(Beginning of Records to process)

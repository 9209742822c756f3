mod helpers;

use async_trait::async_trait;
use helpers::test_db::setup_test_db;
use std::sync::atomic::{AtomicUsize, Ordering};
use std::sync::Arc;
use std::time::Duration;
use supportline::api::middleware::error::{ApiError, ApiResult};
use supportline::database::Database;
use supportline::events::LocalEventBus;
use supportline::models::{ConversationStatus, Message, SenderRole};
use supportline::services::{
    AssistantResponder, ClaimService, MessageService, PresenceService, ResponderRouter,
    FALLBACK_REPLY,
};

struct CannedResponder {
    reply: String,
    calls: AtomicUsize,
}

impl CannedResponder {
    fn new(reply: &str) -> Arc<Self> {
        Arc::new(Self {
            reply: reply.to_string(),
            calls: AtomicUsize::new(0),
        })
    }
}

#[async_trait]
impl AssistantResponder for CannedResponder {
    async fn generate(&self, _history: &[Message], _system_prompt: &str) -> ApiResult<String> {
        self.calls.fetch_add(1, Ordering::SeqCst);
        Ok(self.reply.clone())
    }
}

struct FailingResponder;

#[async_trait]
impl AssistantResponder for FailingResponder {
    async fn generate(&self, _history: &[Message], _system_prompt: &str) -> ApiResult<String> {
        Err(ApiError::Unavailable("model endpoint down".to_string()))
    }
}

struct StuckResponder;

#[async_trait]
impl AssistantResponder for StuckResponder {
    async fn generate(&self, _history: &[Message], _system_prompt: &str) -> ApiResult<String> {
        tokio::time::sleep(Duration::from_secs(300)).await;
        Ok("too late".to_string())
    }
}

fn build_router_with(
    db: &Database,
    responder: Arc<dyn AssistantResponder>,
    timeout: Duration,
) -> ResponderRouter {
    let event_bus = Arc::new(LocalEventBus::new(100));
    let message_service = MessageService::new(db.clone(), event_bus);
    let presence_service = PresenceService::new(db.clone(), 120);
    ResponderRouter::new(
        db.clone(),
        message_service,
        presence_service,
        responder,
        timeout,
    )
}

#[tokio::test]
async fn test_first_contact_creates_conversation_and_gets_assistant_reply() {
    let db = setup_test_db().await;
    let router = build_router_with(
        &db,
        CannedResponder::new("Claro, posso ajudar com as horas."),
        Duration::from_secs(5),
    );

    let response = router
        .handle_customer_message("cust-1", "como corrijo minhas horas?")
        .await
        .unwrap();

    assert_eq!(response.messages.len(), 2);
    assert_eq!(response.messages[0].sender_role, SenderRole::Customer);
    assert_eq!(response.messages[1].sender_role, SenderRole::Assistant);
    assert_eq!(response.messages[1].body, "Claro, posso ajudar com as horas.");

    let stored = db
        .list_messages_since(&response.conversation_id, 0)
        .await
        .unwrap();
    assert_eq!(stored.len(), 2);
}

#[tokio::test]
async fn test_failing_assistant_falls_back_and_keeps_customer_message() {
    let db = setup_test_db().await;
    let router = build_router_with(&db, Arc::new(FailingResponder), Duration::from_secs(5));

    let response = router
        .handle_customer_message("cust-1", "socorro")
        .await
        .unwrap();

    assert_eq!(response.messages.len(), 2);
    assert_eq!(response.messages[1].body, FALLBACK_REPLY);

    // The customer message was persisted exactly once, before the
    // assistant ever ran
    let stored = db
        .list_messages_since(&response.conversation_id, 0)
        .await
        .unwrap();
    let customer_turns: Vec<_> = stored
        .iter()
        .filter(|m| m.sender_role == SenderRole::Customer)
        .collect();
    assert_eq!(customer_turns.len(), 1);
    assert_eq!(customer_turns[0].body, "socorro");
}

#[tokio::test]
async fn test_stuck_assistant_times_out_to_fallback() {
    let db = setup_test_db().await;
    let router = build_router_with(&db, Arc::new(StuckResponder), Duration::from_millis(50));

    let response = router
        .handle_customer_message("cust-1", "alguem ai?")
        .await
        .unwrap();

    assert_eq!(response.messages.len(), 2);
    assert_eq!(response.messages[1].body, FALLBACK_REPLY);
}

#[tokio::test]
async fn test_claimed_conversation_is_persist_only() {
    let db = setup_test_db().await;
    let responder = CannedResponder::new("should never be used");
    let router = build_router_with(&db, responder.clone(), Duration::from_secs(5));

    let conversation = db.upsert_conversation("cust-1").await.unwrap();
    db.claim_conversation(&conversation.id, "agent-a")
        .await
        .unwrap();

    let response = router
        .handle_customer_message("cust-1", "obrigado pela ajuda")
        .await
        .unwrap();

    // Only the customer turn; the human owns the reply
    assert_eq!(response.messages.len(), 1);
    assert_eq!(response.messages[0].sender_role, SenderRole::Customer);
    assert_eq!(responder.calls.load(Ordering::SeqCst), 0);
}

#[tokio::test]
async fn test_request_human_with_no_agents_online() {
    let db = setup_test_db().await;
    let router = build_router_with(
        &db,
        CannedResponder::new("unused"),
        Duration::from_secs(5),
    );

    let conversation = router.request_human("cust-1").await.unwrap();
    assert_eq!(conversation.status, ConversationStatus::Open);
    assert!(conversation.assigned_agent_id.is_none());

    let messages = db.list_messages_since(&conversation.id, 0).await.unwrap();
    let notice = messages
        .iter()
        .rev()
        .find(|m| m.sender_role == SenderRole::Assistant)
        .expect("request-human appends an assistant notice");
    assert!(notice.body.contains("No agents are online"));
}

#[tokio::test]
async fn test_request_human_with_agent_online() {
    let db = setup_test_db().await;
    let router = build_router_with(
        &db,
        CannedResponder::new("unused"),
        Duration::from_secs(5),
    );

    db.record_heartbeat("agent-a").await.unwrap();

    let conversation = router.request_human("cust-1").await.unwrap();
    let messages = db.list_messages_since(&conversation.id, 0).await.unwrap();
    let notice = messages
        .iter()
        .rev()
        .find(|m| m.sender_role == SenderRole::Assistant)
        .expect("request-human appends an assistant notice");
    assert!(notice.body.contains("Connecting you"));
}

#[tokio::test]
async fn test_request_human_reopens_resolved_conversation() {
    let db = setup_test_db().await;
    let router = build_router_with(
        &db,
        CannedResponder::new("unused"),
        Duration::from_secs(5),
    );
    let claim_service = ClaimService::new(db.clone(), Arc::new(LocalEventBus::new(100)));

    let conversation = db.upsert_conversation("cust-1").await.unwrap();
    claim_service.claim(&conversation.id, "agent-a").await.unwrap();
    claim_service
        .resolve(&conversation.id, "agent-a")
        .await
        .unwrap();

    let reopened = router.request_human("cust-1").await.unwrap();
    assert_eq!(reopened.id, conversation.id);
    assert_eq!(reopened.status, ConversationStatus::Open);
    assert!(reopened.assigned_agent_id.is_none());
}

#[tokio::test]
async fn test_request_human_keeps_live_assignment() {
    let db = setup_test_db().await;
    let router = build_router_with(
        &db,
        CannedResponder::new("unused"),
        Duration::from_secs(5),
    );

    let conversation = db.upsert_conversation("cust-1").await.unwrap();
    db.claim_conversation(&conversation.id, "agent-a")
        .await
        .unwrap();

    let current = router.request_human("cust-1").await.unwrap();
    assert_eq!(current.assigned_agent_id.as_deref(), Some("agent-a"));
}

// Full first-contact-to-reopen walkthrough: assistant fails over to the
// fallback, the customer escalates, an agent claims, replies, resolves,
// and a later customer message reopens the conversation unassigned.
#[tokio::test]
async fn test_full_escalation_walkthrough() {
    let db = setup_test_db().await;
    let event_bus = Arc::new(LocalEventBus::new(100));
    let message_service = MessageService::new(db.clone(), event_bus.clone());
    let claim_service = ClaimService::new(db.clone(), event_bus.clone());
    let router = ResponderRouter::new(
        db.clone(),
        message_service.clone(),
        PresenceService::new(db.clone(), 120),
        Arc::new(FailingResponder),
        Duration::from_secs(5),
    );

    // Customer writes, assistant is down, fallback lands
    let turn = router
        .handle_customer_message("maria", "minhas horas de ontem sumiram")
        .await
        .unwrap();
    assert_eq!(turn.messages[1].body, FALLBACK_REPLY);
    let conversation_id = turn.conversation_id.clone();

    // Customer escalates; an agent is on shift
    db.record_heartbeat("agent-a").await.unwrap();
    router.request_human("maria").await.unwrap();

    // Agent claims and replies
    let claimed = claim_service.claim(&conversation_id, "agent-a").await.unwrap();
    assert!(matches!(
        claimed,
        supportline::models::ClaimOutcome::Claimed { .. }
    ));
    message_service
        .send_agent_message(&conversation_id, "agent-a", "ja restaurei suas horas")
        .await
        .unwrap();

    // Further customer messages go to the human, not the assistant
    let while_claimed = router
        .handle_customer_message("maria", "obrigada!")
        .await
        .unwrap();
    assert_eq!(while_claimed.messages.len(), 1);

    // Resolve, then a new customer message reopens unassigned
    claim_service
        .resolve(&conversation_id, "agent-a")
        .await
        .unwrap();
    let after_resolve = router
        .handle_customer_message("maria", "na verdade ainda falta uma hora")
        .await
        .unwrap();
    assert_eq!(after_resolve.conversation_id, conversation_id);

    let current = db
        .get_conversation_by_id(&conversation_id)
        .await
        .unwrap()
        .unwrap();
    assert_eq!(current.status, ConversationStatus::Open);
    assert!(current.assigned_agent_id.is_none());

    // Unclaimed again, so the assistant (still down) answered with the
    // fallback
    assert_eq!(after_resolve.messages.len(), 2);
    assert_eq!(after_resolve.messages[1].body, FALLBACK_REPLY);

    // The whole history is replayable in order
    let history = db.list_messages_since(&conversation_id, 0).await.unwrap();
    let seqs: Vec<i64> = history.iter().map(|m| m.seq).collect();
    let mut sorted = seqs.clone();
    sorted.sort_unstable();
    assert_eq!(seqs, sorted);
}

(End of Records to process)

• **The problem**: Emit an exact copy of the lines spanning the start of the records to the line containing "use supportline::events::LocalEventBus;", inclusive, and no other output.

• **Response to the task**:
repository 9209742822c756f3
mod helpers;

use async_trait::async_trait;
use helpers::test_db::setup_test_db;
use std::sync::atomic::{AtomicUsize, Ordering};
use std::sync::Arc;
use std::time::Duration;
use supportline::api::middleware::error::{ApiError, ApiResult};
use supportline::database::Database;
use supportline::events::LocalEventBus;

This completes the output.